* **Directions for this task**: In the records below, count every line where the string "return" appears, and reply with the count only.

Stored data entries
========

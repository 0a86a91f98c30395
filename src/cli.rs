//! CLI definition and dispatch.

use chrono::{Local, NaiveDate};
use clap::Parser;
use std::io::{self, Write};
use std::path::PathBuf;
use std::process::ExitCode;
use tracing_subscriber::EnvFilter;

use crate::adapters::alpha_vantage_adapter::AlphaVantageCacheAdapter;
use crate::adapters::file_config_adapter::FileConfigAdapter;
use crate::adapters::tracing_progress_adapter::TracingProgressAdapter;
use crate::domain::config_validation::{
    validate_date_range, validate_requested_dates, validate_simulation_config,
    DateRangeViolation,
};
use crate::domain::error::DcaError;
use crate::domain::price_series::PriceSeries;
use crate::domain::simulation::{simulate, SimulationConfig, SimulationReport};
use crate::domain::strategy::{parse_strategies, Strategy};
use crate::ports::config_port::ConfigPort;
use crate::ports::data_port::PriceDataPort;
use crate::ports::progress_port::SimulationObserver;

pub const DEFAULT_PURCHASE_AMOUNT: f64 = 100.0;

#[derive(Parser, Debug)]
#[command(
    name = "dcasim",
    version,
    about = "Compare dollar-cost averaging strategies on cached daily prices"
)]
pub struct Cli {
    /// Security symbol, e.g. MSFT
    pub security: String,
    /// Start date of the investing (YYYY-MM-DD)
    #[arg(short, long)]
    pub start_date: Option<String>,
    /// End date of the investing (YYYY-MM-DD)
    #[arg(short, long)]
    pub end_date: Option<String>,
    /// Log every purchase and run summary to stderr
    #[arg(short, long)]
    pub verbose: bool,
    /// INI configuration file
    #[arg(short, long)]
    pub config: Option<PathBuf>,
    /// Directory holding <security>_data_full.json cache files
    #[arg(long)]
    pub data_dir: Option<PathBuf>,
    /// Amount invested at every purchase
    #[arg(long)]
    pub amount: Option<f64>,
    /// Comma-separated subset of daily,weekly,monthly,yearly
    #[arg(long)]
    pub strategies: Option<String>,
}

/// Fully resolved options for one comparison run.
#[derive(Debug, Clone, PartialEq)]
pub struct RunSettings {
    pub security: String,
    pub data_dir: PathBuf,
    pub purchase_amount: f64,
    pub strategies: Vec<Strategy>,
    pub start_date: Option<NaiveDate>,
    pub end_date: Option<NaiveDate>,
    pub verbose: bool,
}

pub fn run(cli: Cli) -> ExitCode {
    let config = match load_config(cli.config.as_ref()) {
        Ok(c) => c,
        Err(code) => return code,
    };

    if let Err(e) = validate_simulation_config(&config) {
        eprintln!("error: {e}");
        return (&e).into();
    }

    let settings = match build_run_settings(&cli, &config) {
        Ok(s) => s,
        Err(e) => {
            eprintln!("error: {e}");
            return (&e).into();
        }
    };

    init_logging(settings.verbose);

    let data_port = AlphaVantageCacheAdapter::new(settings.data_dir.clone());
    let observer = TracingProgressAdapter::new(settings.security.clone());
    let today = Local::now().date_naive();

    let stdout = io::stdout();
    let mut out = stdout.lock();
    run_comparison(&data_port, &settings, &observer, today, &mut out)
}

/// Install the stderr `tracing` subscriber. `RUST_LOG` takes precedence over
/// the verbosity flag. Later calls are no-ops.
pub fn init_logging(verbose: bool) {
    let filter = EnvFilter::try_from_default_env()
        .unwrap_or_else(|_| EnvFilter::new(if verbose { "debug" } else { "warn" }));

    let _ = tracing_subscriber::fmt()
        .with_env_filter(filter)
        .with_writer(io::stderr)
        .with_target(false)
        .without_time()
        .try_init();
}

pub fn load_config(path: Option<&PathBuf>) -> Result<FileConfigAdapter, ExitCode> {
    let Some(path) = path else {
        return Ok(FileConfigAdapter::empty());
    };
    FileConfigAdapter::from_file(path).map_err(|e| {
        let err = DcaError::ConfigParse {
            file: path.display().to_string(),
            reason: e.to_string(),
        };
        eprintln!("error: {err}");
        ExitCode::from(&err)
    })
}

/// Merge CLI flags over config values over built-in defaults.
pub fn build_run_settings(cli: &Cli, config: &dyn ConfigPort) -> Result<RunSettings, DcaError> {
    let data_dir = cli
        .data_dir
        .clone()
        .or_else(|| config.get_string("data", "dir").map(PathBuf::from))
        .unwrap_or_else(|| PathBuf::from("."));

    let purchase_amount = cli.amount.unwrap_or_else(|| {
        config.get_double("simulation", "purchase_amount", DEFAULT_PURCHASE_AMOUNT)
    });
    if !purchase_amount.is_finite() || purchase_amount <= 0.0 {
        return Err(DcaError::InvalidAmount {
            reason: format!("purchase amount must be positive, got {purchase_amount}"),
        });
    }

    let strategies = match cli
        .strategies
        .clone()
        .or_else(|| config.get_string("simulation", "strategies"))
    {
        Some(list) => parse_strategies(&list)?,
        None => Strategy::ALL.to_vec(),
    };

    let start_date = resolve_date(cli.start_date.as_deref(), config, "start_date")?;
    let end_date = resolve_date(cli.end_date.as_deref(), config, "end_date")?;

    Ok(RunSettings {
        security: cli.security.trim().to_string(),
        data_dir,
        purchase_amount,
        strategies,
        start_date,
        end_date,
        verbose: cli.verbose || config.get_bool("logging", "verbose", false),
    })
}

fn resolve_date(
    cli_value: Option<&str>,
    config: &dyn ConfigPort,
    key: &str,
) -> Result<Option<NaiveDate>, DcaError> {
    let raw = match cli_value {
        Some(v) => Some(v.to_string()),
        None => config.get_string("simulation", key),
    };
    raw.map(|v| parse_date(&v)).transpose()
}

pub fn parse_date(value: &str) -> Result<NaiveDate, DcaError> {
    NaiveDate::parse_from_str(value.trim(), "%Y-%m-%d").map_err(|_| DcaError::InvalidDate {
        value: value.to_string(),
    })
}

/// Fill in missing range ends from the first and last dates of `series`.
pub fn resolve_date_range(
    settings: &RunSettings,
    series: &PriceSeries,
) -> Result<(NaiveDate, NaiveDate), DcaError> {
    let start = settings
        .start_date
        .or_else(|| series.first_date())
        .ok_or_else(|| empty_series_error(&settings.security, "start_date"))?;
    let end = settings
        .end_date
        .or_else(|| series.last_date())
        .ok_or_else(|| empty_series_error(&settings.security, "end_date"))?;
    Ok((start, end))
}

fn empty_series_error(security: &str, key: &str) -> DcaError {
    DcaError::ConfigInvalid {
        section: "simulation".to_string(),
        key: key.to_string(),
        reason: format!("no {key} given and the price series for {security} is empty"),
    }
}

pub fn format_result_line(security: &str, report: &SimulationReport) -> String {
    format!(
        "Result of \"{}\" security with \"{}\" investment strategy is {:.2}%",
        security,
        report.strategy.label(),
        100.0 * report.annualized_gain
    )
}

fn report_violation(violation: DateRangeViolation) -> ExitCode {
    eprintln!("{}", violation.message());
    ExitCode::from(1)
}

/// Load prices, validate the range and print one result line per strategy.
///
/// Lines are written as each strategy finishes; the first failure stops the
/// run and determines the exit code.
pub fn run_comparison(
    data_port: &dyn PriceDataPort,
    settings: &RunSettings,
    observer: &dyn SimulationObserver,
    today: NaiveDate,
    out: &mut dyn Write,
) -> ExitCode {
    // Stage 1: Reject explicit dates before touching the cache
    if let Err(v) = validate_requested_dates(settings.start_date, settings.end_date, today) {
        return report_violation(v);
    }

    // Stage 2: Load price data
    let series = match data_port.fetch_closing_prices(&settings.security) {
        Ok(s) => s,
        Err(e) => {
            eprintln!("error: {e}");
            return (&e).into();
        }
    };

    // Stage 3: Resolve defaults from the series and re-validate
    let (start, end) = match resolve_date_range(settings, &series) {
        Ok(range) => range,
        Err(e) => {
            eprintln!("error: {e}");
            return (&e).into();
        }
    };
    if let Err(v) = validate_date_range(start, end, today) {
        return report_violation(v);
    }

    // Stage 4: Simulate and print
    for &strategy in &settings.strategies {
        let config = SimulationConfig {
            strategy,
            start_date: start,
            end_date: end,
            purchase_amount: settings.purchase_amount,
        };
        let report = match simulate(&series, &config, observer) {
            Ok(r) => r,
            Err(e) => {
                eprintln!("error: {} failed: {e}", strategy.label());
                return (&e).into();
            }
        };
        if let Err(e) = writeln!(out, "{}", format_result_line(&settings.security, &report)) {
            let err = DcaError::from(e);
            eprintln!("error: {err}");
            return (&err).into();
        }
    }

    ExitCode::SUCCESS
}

========

* **Result below**: 11